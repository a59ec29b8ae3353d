//! Longest remaining dependency chain per node, used to drain the longest
//! branch first.

use std::cmp::Reverse;
use std::collections::HashMap;

use graphsched_core::{MaxPathWeight, NodeId, NodeList, ScheduleConfig};
use graphsched_graph::{EdgeFilter, Graph};
use tracing::debug;

use crate::bfs::run_bfs;
use crate::deps::DependencyTable;
use crate::error::{Result, ScheduleError};
use crate::free_nodes::{FreeNodes, NodeOrder};
use crate::order::DefaultOrder;
use crate::NodeScheduler;

/// Weight of the edge `from -> to` under `weight`.
pub fn edge_weight(graph: &Graph, from: NodeId, to: NodeId, weight: MaxPathWeight) -> u64 {
    let Some(producer) = graph.node(from) else {
        return 0;
    };
    match weight {
        MaxPathWeight::Hops => u64::from(!producer.is_logical_non_debug()),
        MaxPathWeight::TensorBytes => {
            let Some(consumer) = graph.node(to) else {
                return 0;
            };
            producer
                .outputs
                .iter()
                .filter(|t| consumer.inputs.contains(t))
                .filter_map(|&t| graph.tensor(graph.real_tensor(t)))
                .map(|t| t.size_bytes)
                .max()
                .unwrap_or(0)
        }
    }
}

/// `longest[n] = max over blocked c of longest[c] + weight(n, c)`, zero at sinks.
pub(crate) fn longest_to_sink(
    deps: &DependencyTable,
    weight: impl Fn(NodeId, NodeId) -> u64,
) -> Result<HashMap<NodeId, u64>> {
    let order = topological_order(deps)?;
    let mut longest: HashMap<NodeId, u64> = HashMap::with_capacity(order.len());
    for &n in order.iter().rev() {
        let value = deps
            .blocked(n)
            .iter()
            .map(|&c| longest.get(&c).copied().unwrap_or(0).saturating_add(weight(n, c)))
            .max()
            .unwrap_or(0);
        longest.insert(n, value);
    }
    Ok(longest)
}

/// `longest[n] = max over blockers p of longest[p] + weight(p, n)`, zero at roots.
fn longest_from_source(
    deps: &DependencyTable,
    weight: impl Fn(NodeId, NodeId) -> u64,
) -> Result<HashMap<NodeId, u64>> {
    let order = topological_order(deps)?;
    let mut longest: HashMap<NodeId, u64> = HashMap::with_capacity(order.len());
    for &n in &order {
        let value = deps
            .blocking(n)
            .iter()
            .map(|&p| longest.get(&p).copied().unwrap_or(0).saturating_add(weight(p, n)))
            .max()
            .unwrap_or(0);
        longest.insert(n, value);
    }
    Ok(longest)
}

fn topological_order(deps: &DependencyTable) -> Result<NodeList> {
    deps.topological_order().ok_or(ScheduleError::NotAllScheduled {
        scheduled: 0,
        total: deps.len(),
    })
}

/// Comparator prefix shared by every max-path aware order: logical
/// non-debug nodes first, then the longest chain through the node, then
/// the longest chain remaining after it.
pub type PathPriority = (bool, Reverse<u64>, Reverse<u64>);

#[derive(Debug, Clone, Default)]
pub struct PathMetrics {
    to_sink: HashMap<NodeId, u64>,
    from_source: HashMap<NodeId, u64>,
}

impl PathMetrics {
    pub fn compute(graph: &Graph, deps: &DependencyTable, weight: MaxPathWeight) -> Result<Self> {
        let w = |a, b| edge_weight(graph, a, b, weight);
        Ok(Self {
            to_sink: longest_to_sink(deps, w)?,
            from_source: longest_from_source(deps, w)?,
        })
    }

    pub fn max_path(&self, node: NodeId) -> u64 {
        self.to_sink.get(&node).copied().unwrap_or(0)
    }

    /// Length of the longest source-to-sink chain passing through `node`.
    pub fn chain_length(&self, node: NodeId) -> u64 {
        self.from_source
            .get(&node)
            .copied()
            .unwrap_or(0)
            .saturating_add(self.max_path(node))
    }

    /// Logical non-debug nodes first, then the longest chain through the
    /// node, then the longest remaining path. Ranking by the whole chain
    /// before the remaining path keeps a started chain draining ahead of a
    /// fresh root with a longer tail.
    pub fn priority(&self, graph: &Graph, node: NodeId) -> PathPriority {
        let logical = graph.node(node).is_some_and(|n| n.is_logical_non_debug());
        (!logical, Reverse(self.chain_length(node)), Reverse(self.max_path(node)))
    }
}

/// Max-path priority in front of an inner order.
#[derive(Debug, Clone)]
pub struct MaxPathOrder<O> {
    metrics: PathMetrics,
    inner: O,
}

impl<O: NodeOrder> MaxPathOrder<O> {
    pub fn new(metrics: PathMetrics, inner: O) -> Self {
        Self { metrics, inner }
    }

    pub fn metrics(&self) -> &PathMetrics {
        &self.metrics
    }
}

impl<O: NodeOrder> NodeOrder for MaxPathOrder<O> {
    type Key = (PathPriority, O::Key);

    fn key(&self, graph: &Graph, node: NodeId) -> Self::Key {
        (self.metrics.priority(graph, node), self.inner.key(graph, node))
    }
}

#[derive(Debug, Clone, Copy)]
pub struct MaxPathScheduler {
    weight: MaxPathWeight,
    tie_break: DefaultOrder,
}

impl MaxPathScheduler {
    pub fn new(weight: MaxPathWeight, tie_break: DefaultOrder) -> Self {
        Self { weight, tie_break }
    }

    pub fn from_config(config: &ScheduleConfig) -> Self {
        Self::new(config.max_path_weight, DefaultOrder::from_config(config))
    }
}

impl NodeScheduler for MaxPathScheduler {
    fn name(&self) -> &'static str {
        "max_path"
    }

    fn schedule_nodes(&self, graph: &Graph) -> Result<NodeList> {
        let deps = DependencyTable::new(graph, EdgeFilter::Both);
        let metrics = PathMetrics::compute(graph, &deps, self.weight)?;
        let order = run_bfs(graph, &deps, FreeNodes::new(MaxPathOrder::new(metrics, self.tie_break)))?;
        debug!("Max-path scheduled {} nodes ({:?} weights)", order.len(), self.weight);
        Ok(order)
    }
}
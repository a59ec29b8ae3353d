//! The frontier: nodes whose blockers have all been scheduled, kept sorted
//! by a pluggable order with the node id as final tie-break.

use std::collections::{BTreeSet, HashMap};
use std::fmt::Debug;

use graphsched_core::NodeId;
use graphsched_graph::Graph;

/// Sort key of a free node. Lower keys are scheduled first.
pub trait NodeOrder {
    type Key: Ord + Clone + Debug;

    fn key(&self, graph: &Graph, node: NodeId) -> Self::Key;
}

impl<O: NodeOrder> NodeOrder for &O {
    type Key = O::Key;

    fn key(&self, graph: &Graph, node: NodeId) -> Self::Key {
        (**self).key(graph, node)
    }
}

/// Blocking relations among free nodes that the graph does not record.
/// A free node the component still blocks is never returned by
/// [`FreeNodes::peek_next`].
pub trait AuxiliaryBlocking<K> {
    /// `node` just became free; `others` are the entries already free.
    fn on_insert(&mut self, graph: &Graph, node: NodeId, key: &K, others: &BTreeSet<(K, NodeId)>);

    /// `node` left the frontier, so whatever it blocked is released.
    fn on_erase(&mut self, node: NodeId);

    fn is_blocked(&self, node: NodeId) -> bool;
}

#[derive(Debug, Clone, Copy, Default)]
pub struct NoBlocking;

impl<K> AuxiliaryBlocking<K> for NoBlocking {
    fn on_insert(&mut self, _: &Graph, _: NodeId, _: &K, _: &BTreeSet<(K, NodeId)>) {}

    fn on_erase(&mut self, _: NodeId) {}

    fn is_blocked(&self, _: NodeId) -> bool {
        false
    }
}

#[derive(Debug)]
pub struct FreeNodes<O: NodeOrder, B: AuxiliaryBlocking<O::Key> = NoBlocking> {
    order: O,
    auxiliary: B,
    entries: BTreeSet<(O::Key, NodeId)>,
    keys: HashMap<NodeId, O::Key>,
}

impl<O: NodeOrder> FreeNodes<O, NoBlocking> {
    pub fn new(order: O) -> Self {
        Self::with_blocking(order, NoBlocking)
    }
}

impl<O: NodeOrder, B: AuxiliaryBlocking<O::Key>> FreeNodes<O, B> {
    pub fn with_blocking(order: O, auxiliary: B) -> Self {
        Self {
            order,
            auxiliary,
            entries: BTreeSet::new(),
            keys: HashMap::new(),
        }
    }

    /// Returns false if the node was already free.
    pub fn insert(&mut self, graph: &Graph, node: NodeId) -> bool {
        if self.keys.contains_key(&node) {
            return false;
        }
        let key = self.order.key(graph, node);
        self.auxiliary.on_insert(graph, node, &key, &self.entries);
        self.entries.insert((key.clone(), node));
        self.keys.insert(node, key);
        true
    }

    pub fn erase(&mut self, node: NodeId) -> bool {
        let Some(key) = self.keys.remove(&node) else {
            return false;
        };
        self.entries.remove(&(key, node));
        self.auxiliary.on_erase(node);
        true
    }

    /// Lowest entry not held back by the auxiliary component. Never mutates.
    pub fn peek_next(&self) -> Option<NodeId> {
        self.entries
            .iter()
            .map(|(_, n)| *n)
            .find(|&n| !self.auxiliary.is_blocked(n))
    }

    pub fn peek_key(&self) -> Option<&O::Key> {
        self.peek_next().and_then(|n| self.keys.get(&n))
    }

    pub fn pop_next(&mut self) -> Option<NodeId> {
        let next = self.peek_next()?;
        self.erase(next);
        Some(next)
    }

    pub fn contains(&self, node: NodeId) -> bool {
        self.keys.contains_key(&node)
    }

    pub fn len(&self) -> usize {
        self.entries.len()
    }

    pub fn is_empty(&self) -> bool {
        self.entries.is_empty()
    }

    /// Free nodes in order, including auxiliary-blocked ones.
    pub fn iter(&self) -> impl Iterator<Item = NodeId> + '_ {
        self.entries.iter().map(|(_, n)| *n)
    }

    pub fn order(&self) -> &O {
        &self.order
    }

    pub fn auxiliary(&self) -> &B {
        &self.auxiliary
    }
}
//! Serialize flash-attention chains: every node of one chain runs before
//! the next chain starts.

use std::collections::BTreeMap;

use graphsched_core::{ControlEdgeType, NodeId};
use graphsched_graph::{topology, GraphEditor};
use tracing::{debug, info};

use crate::error::Result;

/// Flash-attention nodes grouped into chains by parent id. Chains and their
/// members are in ascending id order.
pub fn flash_attention_chains(editor: &GraphEditor<'_>) -> Vec<Vec<NodeId>> {
    let mut chains: BTreeMap<u64, Vec<NodeId>> = BTreeMap::new();
    for node in editor.graph().nodes().filter(|n| n.annotation.flash_attention) {
        chains.entry(node.parent_id).or_default().push(node.id);
    }
    chains.into_values().collect()
}

/// Add a `Schedule` edge from the last node of each chain to the first node
/// of the next one. A pair is skipped when the bundle plane already has a
/// path back from the later chain, or both ends share a bundle-plane node.
/// Returns the number of edges added.
pub fn order_flash_attention_chains(editor: &mut GraphEditor<'_>) -> Result<usize> {
    let chains = flash_attention_chains(editor);
    let mut added = 0;
    for pair in chains.windows(2) {
        let (Some(&last), Some(&first)) = (pair[0].last(), pair[1].first()) else {
            continue;
        };
        if blocks_ordering(editor, last, first)? {
            continue;
        }
        if topology::is_reachable(editor.graph(), last, first) {
            debug!("Chains already ordered: {} reaches {}", last, first);
            continue;
        }
        editor.add_control_edge(last, first, ControlEdgeType::Schedule)?;
        debug!("Flash attention chain edge {} -> {}", last, first);
        added += 1;
    }
    info!("Ordered {} flash attention chains with {} edges", chains.len(), added);
    Ok(added)
}

fn blocks_ordering(editor: &GraphEditor<'_>, last: NodeId, first: NodeId) -> Result<bool> {
    if let Some(bp) = editor.bundle_plane() {
        if bp.representation(last)? == bp.representation(first)? {
            debug!("{} and {} share a bundle plane node, not ordering", last, first);
            return Ok(true);
        }
        if bp.is_reachable(first, last)? {
            debug!("Bundle plane path {} -> {}, ordering would close a cycle", first, last);
            return Ok(true);
        }
    }
    // barriers never reach the bundle plane
    Ok(topology::is_reachable(editor.graph(), first, last))
}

# # #

● **Task item**
Please reply with an exact copy of the lines above, starting at the first and ending at the line that holds "use tracing::debug;".

● **Answer area**
repository a59ec29b8ae3353d
//! Longest remaining dependency chain per node, used to drain the longest
//! branch first.

use std::cmp::Reverse;
use std::collections::HashMap;

use graphsched_core::{MaxPathWeight, NodeId, NodeList, ScheduleConfig};
use graphsched_graph::{EdgeFilter, Graph};
use tracing::debug;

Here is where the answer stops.